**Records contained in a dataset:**

-*-*-

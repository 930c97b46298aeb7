//! Corpus persistence contract consumed by the training workers
//!
//! The workers only read records, targets and watermarks, and write
//! fingerprints and models. Every write is a single-document upsert; no
//! operation spans several targets or records.
//!
//! The caller-side operations that change the corpus (`put_record`,
//! `register_target`, `increment_watermark`, ...) are inherent methods on the
//! concrete stores, since the workers never call them.

use crate::model::{
    Annotation, Fingerprint, Model, ModelFamily, Record, RecordId, TargetId, TargetTable,
};
use crate::{Error, Result};
use async_trait::async_trait;
use std::collections::{BTreeMap, HashMap};
use std::sync::{Mutex, MutexGuard};

/// Persistence operations used by the fingerprint calculator and model builders
#[async_trait]
pub trait CorpusStore: Send + Sync {
    /// Ids of records whose annotations are curated (usable as training data)
    async fn curated_record_ids(&self) -> Result<Vec<RecordId>>;

    async fn record(&self, id: RecordId) -> Result<Option<Record>>;

    /// Snapshot of the (property, value) → target table
    async fn annotation_targets(&self) -> Result<TargetTable>;

    /// Current watermark of a model family (only ever read by the workers)
    async fn family_watermark(&self, family: ModelFamily) -> Result<i64>;

    /// Watermark stamped on the stored model, or `None` if no model exists
    async fn stored_model_watermark(
        &self,
        family: ModelFamily,
        target: TargetId,
    ) -> Result<Option<i64>>;

    /// Read a published model (blank sentinels included)
    async fn stored_model(&self, family: ModelFamily, target: TargetId) -> Result<Option<Model>>;

    async fn publish_model(&self, family: ModelFamily, model: &Model) -> Result<()>;

    async fn publish_blank_model(
        &self,
        family: ModelFamily,
        target: TargetId,
        watermark: i64,
    ) -> Result<()>;

    /// Records with non-empty text and no fingerprint yet
    async fn records_missing_fingerprint(&self) -> Result<Vec<RecordId>>;

    /// Store `fingerprint` if the record's text is still `source_text`
    ///
    /// Returns `false` when the record was replaced or removed after the text
    /// was read; the record is then left for a later pass.
    async fn set_record_fingerprint(
        &self,
        id: RecordId,
        source_text: &str,
        fingerprint: &[Fingerprint],
    ) -> Result<bool>;

    /// Id of a text block, created when first seen; ids are never reused
    async fn block_id(&self, block: &str) -> Result<Fingerprint>;
}

#[derive(Debug, Clone)]
struct StoredRecord {
    record: Record,
    curated: bool,
}

#[derive(Debug, Default)]
struct MemoryState {
    records: BTreeMap<RecordId, StoredRecord>,
    targets: TargetTable,
    next_target: TargetId,
    blocks: HashMap<String, Fingerprint>,
    watermarks: HashMap<ModelFamily, i64>,
    models: HashMap<(ModelFamily, TargetId), Model>,
}

/// In-process corpus store
///
/// Holds everything behind one mutex that is never held across an await.
#[derive(Debug, Default)]
pub struct MemoryStore {
    state: Mutex<MemoryState>,
}

impl MemoryStore {
    pub fn new() -> Self {
        Self::default()
    }

    fn state(&self) -> Result<MutexGuard<'_, MemoryState>> {
        self.state
            .lock()
            .map_err(|_| Error::Internal("memory store lock poisoned".to_string()))
    }

    /// Insert or replace a curated record; any previous fingerprint is dropped
    pub fn put_record(&self, id: RecordId, text: &str, annotations: Vec<Annotation>) -> Result<()> {
        let mut state = self.state()?;
        state.records.insert(
            id,
            StoredRecord {
                record: Record {
                    id,
                    text: text.to_string(),
                    annotations,
                    fingerprint: None,
                },
                curated: true,
            },
        );
        Ok(())
    }

    pub fn set_curated(&self, id: RecordId, curated: bool) -> Result<()> {
        let mut state = self.state()?;
        let stored = state
            .records
            .get_mut(&id)
            .ok_or_else(|| Error::NotFound(format!("record {}", id)))?;
        stored.curated = curated;
        Ok(())
    }

    /// Register a (property, value) pair as a target, returning its id
    pub fn register_target(&self, prop_uri: &str, value_uri: &str) -> Result<TargetId> {
        let mut state = self.state()?;
        if let Some(existing) = state.targets.get(prop_uri, value_uri) {
            return Ok(existing);
        }
        state.next_target += 1;
        let target = state.next_target;
        state.targets.insert(prop_uri, value_uri, target);
        Ok(target)
    }

    /// Advance a family watermark, returning the new value
    pub fn increment_watermark(&self, family: ModelFamily) -> Result<i64> {
        let mut state = self.state()?;
        let watermark = state.watermarks.entry(family).or_insert(0);
        *watermark += 1;
        Ok(*watermark)
    }

    pub fn model_count(&self, family: ModelFamily) -> Result<usize> {
        let state = self.state()?;
        Ok(state.models.keys().filter(|(f, _)| *f == family).count())
    }
}

#[async_trait]
impl CorpusStore for MemoryStore {
    async fn curated_record_ids(&self) -> Result<Vec<RecordId>> {
        let state = self.state()?;
        Ok(state
            .records
            .values()
            .filter(|stored| stored.curated)
            .map(|stored| stored.record.id)
            .collect())
    }

    async fn record(&self, id: RecordId) -> Result<Option<Record>> {
        let state = self.state()?;
        Ok(state.records.get(&id).map(|stored| stored.record.clone()))
    }

    async fn annotation_targets(&self) -> Result<TargetTable> {
        Ok(self.state()?.targets.clone())
    }

    async fn family_watermark(&self, family: ModelFamily) -> Result<i64> {
        Ok(self.state()?.watermarks.get(&family).copied().unwrap_or(0))
    }

    async fn stored_model_watermark(
        &self,
        family: ModelFamily,
        target: TargetId,
    ) -> Result<Option<i64>> {
        let state = self.state()?;
        Ok(state.models.get(&(family, target)).map(|m| m.watermark))
    }

    async fn stored_model(&self, family: ModelFamily, target: TargetId) -> Result<Option<Model>> {
        Ok(self.state()?.models.get(&(family, target)).cloned())
    }

    async fn publish_model(&self, family: ModelFamily, model: &Model) -> Result<()> {
        let mut state = self.state()?;
        state.models.insert((family, model.target), model.clone());
        Ok(())
    }

    async fn publish_blank_model(
        &self,
        family: ModelFamily,
        target: TargetId,
        watermark: i64,
    ) -> Result<()> {
        let mut state = self.state()?;
        state
            .models
            .insert((family, target), Model::blank(target, watermark));
        Ok(())
    }

    async fn records_missing_fingerprint(&self) -> Result<Vec<RecordId>> {
        let state = self.state()?;
        Ok(state
            .records
            .values()
            .filter(|stored| {
                stored.record.fingerprint.is_none() && !stored.record.text.trim().is_empty()
            })
            .map(|stored| stored.record.id)
            .collect())
    }

    async fn set_record_fingerprint(
        &self,
        id: RecordId,
        source_text: &str,
        fingerprint: &[Fingerprint],
    ) -> Result<bool> {
        let mut state = self.state()?;
        match state.records.get_mut(&id) {
            Some(stored) if stored.record.text == source_text => {
                stored.record.fingerprint = Some(fingerprint.to_vec());
                Ok(true)
            }
            _ => Ok(false),
        }
    }

    async fn block_id(&self, block: &str) -> Result<Fingerprint> {
        let mut state = self.state()?;
        if let Some(&id) = state.blocks.get(block) {
            return Ok(id);
        }
        let id = Fingerprint::try_from(state.blocks.len() + 1)
            .map_err(|_| Error::Internal("text block id space exhausted".to_string()))?;
        state.blocks.insert(block.to_string(), id);
        Ok(id)
    }
}

#[cfg(test)]
mod tests {
    use super::*;

    #[tokio::test]
    async fn test_put_record_clears_fingerprint() {
        let store = MemoryStore::new();
        store.put_record(1, "alpha beta", vec![]).unwrap();
        assert!(store.set_record_fingerprint(1, "alpha beta", &[3, 4]).await.unwrap());
        assert_eq!(store.record(1).await.unwrap().unwrap().fingerprint, Some(vec![3, 4]));

        store.put_record(1, "alpha gamma", vec![]).unwrap();
        assert_eq!(store.record(1).await.unwrap().unwrap().fingerprint, None);
        assert_eq!(store.records_missing_fingerprint().await.unwrap(), vec![1]);
    }

    #[tokio::test]
    async fn test_fingerprint_of_replaced_text_is_rejected() {
        let store = MemoryStore::new();
        store.put_record(1, "alpha beta", vec![]).unwrap();
        store.put_record(1, "alpha gamma", vec![]).unwrap();

        assert!(!store.set_record_fingerprint(1, "alpha beta", &[3, 4]).await.unwrap());
        assert_eq!(store.record(1).await.unwrap().unwrap().fingerprint, None);
        assert_eq!(store.records_missing_fingerprint().await.unwrap(), vec![1]);
        assert!(!store.set_record_fingerprint(9, "missing", &[1]).await.unwrap());
    }

    #[tokio::test]
    async fn test_missing_fingerprint_skips_blank_text() {
        let store = MemoryStore::new();
        store.put_record(1, "   ", vec![]).unwrap();
        store.put_record(2, "text", vec![]).unwrap();
        assert_eq!(store.records_missing_fingerprint().await.unwrap(), vec![2]);
    }

    #[tokio::test]
    async fn test_block_ids_are_stable_and_positive() {
        let store = MemoryStore::new();
        let a = store.block_id("assay").await.unwrap();
        let b = store.block_id("kinase").await.unwrap();
        assert!(a > 0 && b > 0 && a != b);
        assert_eq!(store.block_id("assay").await.unwrap(), a);
    }

    #[tokio::test]
    async fn test_curated_filter_and_targets() {
        let store = MemoryStore::new();
        store.put_record(1, "a", vec![]).unwrap();
        store.put_record(2, "b", vec![]).unwrap();
        store.set_curated(2, false).unwrap();
        assert_eq!(store.curated_record_ids().await.unwrap(), vec![1]);
        assert!(store.set_curated(9, true).is_err());

        let t1 = store.register_target("p", "v1").unwrap();
        let t2 = store.register_target("p", "v2").unwrap();
        assert_eq!(store.register_target("p", "v1").unwrap(), t1);
        let table = store.annotation_targets().await.unwrap();
        assert_eq!(table.get("p", "v2"), Some(t2));
        assert_eq!(table.len(), 2);
    }

    #[tokio::test]
    async fn test_watermarks_and_blank_models() {
        let store = MemoryStore::new();
        assert_eq!(store.family_watermark(ModelFamily::Nlp).await.unwrap(), 0);
        assert_eq!(store.increment_watermark(ModelFamily::Nlp).unwrap(), 1);
        assert_eq!(store.family_watermark(ModelFamily::Correlation).await.unwrap(), 0);

        assert_eq!(store.stored_model_watermark(ModelFamily::Nlp, 5).await.unwrap(), None);
        store.publish_blank_model(ModelFamily::Nlp, 5, 1).await.unwrap();
        assert_eq!(store.stored_model_watermark(ModelFamily::Nlp, 5).await.unwrap(), Some(1));
        assert_eq!(store.stored_model_watermark(ModelFamily::Correlation, 5).await.unwrap(), None);
        assert!(store.stored_model(ModelFamily::Nlp, 5).await.unwrap().unwrap().is_blank());
    }
}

-*-*-

**What needs to be done:**
For each line above that carries the word "property", copy it out.

**Answer section:**
    /// Snapshot of the (property, value) → target table
    /// Register a (property, value) pair as a target, returning its id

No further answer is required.